An observer should bear a device to document each data item and a checklist of precisely delineated and specified behaviors to note. The observer must frequently stay undetected because it is common for animals or people to behave abnormally when they are aware that they are under observation (a phenomenon known as the observer effect). It might be challenging to remain anonymous when studying humans. In the mall scenario with the adolescents from earlier, a researcher might discover that appearing to read a novel is an effective cover, particularly if one is wearing glasses to obscure eye movement. Investigators could monitor what transpired between the teens in this situation without them realizing they were being monitored. In other situations, researchers might use one-way mirrors or join the group themselves, a method known as participant observation.

The potential for observer bias is one of the drawbacks of naturalistic observation. This occurs when the observer has a predetermined expectation of what they expect to see. If that is the case, it can happen that a person only notices behaviors consistent with the predetermined anticipation and overlooks behaviors that contradict it. For instance, if we assume that girls start flirting, we might miss the guys who start the flirtation. Another drawback of naturalistic settings is that they are all distinctive and different.

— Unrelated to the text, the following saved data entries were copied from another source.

use crate::{
    difficulty::object::DifficultyObject,
    difficulty::skills::strain::{strain_decay, StrainState},
    model::mods::GameMods,
};

const SKILL_MULTIPLIER: f64 = 138.0;
const STRAIN_DECAY_BASE: f64 = 0.15;

/// Flashlight: how hard the map is to read when only a small area around
/// the cursor is visible.
#[derive(Clone)]
pub struct Flashlight {
    curr_strain: f64,
    has_hidden_mod: bool,
    time_preempt: f64,
    time_fade_in: f64,
    inner: StrainState,
}

impl Flashlight {
    pub fn new(mods: &GameMods, time_preempt: f64, time_fade_in: f64) -> Self {
        Self {
            curr_strain: 0.0,
            has_hidden_mod: mods.hd(),
            time_preempt,
            time_fade_in,
            inner: StrainState::new(),
        }
    }

    pub fn process(&mut self, curr: &DifficultyObject<'_>, objects: &[DifficultyObject<'_>]) {
        if curr.idx == 0 {
            self.inner.current_section_end = (curr.start_time / StrainState::SECTION_LENGTH).ceil()
                * StrainState::SECTION_LENGTH;
        }

        while curr.start_time > self.inner.current_section_end {
            self.inner.save_current_peak();
            let initial_strain =
                self.calculate_initial_strain(self.inner.current_section_end, curr, objects);
            self.inner.start_new_section_from(initial_strain);
            self.inner.current_section_end += StrainState::SECTION_LENGTH;
        }

        let strain = self.strain_value_at(curr, objects);
        self.inner.note_strain(strain);
    }

    /// Unlike the other strain skills, flashlight difficulty is the plain
    /// sum of all section peaks.
    pub fn difficulty_value(self) -> f64 {
        self.inner.into_current_strain_peaks().iter().sum()
    }

    pub fn difficulty_to_performance(difficulty: f64) -> f64 {
        25.0 * difficulty.powf(2.0)
    }

    fn calculate_initial_strain(
        &self,
        time: f64,
        curr: &DifficultyObject<'_>,
        objects: &[DifficultyObject<'_>],
    ) -> f64 {
        let prev_start_time = curr.previous(0, objects).map_or(0.0, |prev| prev.start_time);

        self.curr_strain * strain_decay(time - prev_start_time, STRAIN_DECAY_BASE)
    }

    fn strain_value_at(
        &mut self,
        curr: &DifficultyObject<'_>,
        objects: &[DifficultyObject<'_>],
    ) -> f64 {
        self.curr_strain *= strain_decay(curr.delta_time, STRAIN_DECAY_BASE);
        self.curr_strain += FlashlightEvaluator::evaluate_diff_of(
            curr,
            objects,
            self.has_hidden_mod,
            self.time_preempt,
            self.time_fade_in,
        ) * SKILL_MULTIPLIER;

        self.curr_strain
    }
}

struct FlashlightEvaluator;

impl FlashlightEvaluator {
    const MAX_OPACITY_BONUS: f64 = 0.4;
    const HIDDEN_BONUS: f64 = 0.2;
    const MIN_ANGLE_MULTIPLIER: f64 = 0.2;

    /// Distances below this many radii are considered easily visible
    /// within the flashlight circle.
    const SMALL_DIST_THRESHOLD: f64 = 1.5;
    /// Stacked objects closer than this are only counted once.
    const STACK_THRESHOLD: f64 = 0.5;

    fn evaluate_diff_of<'a>(
        curr: &'a DifficultyObject<'a>,
        diff_objects: &'a [DifficultyObject<'a>],
        hidden: bool,
        time_preempt: f64,
        time_fade_in: f64,
    ) -> f64 {
        if curr.base.is_spinner() {
            return 0.0;
        }

        let mut small_dist_nerf = 1.0;
        let mut cumulative_strain_time = 0.0;

        let mut result = 0.0;

        let mut last_obj = curr;

        let mut angle_repeat_count = 0.0;

        // * This is iterating backwards in time from the current object.
        for i in 0..curr.idx.min(10) {
            let Some(curr_obj) = curr.previous(i, diff_objects) else {
                break;
            };

            if !curr_obj.base.is_spinner() {
                let jump_dist = f64::hypot(
                    curr.norm_pos[0] - curr_obj.norm_pos[0],
                    curr.norm_pos[1] - curr_obj.norm_pos[1],
                );

                cumulative_strain_time += last_obj.strain_time;

                // * We want to nerf objects that can be easily seen within the Flashlight circle radius.
                if i == 0 {
                    small_dist_nerf = (jump_dist / Self::SMALL_DIST_THRESHOLD).min(1.0);
                }

                // * We also want to nerf stacks so that only the first object of the stack is accounted for.
                let stack_nerf = (curr_obj.jump_dist / Self::STACK_THRESHOLD).min(1.0);

                // * Bonus based on how visible the object is.
                let opacity_bonus = 1.0
                    + Self::MAX_OPACITY_BONUS
                        * (1.0
                            - curr.opacity_at(
                                curr_obj.start_time,
                                hidden,
                                time_preempt,
                                time_fade_in,
                            ));

                result += stack_nerf * opacity_bonus * jump_dist / cumulative_strain_time;

                if let Some((curr_obj_angle, curr_angle)) = curr_obj.angle.zip(curr.angle) {
                    // * Objects further back in time should count less for the nerf.
                    if (curr_obj_angle - curr_angle).abs() < 0.02 {
                        angle_repeat_count += (1.0 - 0.1 * i as f64).max(0.0);
                    }
                }
            }

            last_obj = curr_obj;
        }

        result = (small_dist_nerf * result).powf(2.0);

        // * Additional bonus for Hidden due to there being no approach circles.
        if hidden {
            result *= 1.0 + Self::HIDDEN_BONUS;
        }

        // * Nerf patterns with repeated angles.
        result *= Self::MIN_ANGLE_MULTIPLIER
            + (1.0 - Self::MIN_ANGLE_MULTIPLIER) / (angle_repeat_count + 1.0);

        result
    }
}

Even though the environment is similar, observations obtained in one instance may only sometimes apply to another because the conditions will sometimes differ. After all, researchers have a limited command over the material environment.

Laboratory Observation

Observing behavior in people or animals in the wild is only sometimes feasible. For instance, it might be challenging to build an exact copy of themselves in a natural environment for a researcher to study how newborns respond to it. To control the number of infants, their ages, etc., the investigator could bring the baby to the apparatus. The drawback of laboratory settings is that they might produce artificial behavior since people and animals frequently behave differently there than they do in the real world. The level of oversight it affords the observer is its biggest benefit.

Case Study

The case study is another descriptive method in which one individual is carefully examined. Researchers attempt to learn as much information as they can on the subject of a case study. For instance, Sigmund Freud founded his entire ideology on case reports of his patients, during which he documented details on their early years and all of their associations with others up until the moment. The case study offers an incredible quantity of insight and is the sole way to obtain some things. However, no two individuals are the same and cannot be generalized.


Psychologists occasionally have very private questions, such as those regarding sexual behavior, for example. Asking inquiries is the sole way to learn about really private behavior. In this approach, researchers will pose several inquiries regarding the subject under investigation. Surveys can be done in person, over the phone, online, or via a questionnaire. They can also be conducted as interviews. Researchers are then able to poll a huge number of people and ask a tonne of questions. A survey's main benefit is its capability to access private information. As long as they constitute a representative portion of the population, investigators can get a huge amount of information on many individuals.


No field of science can truly be denoted as a discipline following the empirical structure if it does not produce its data based solely on the principles outlined by the scientific method. A fully scientific theory or research can be falsified, parsimonious, replicated, and available to public scrutiny. While a host of ideas in psychology, or any other field, do not tick all the criteria, they still manage to adhere to the norms.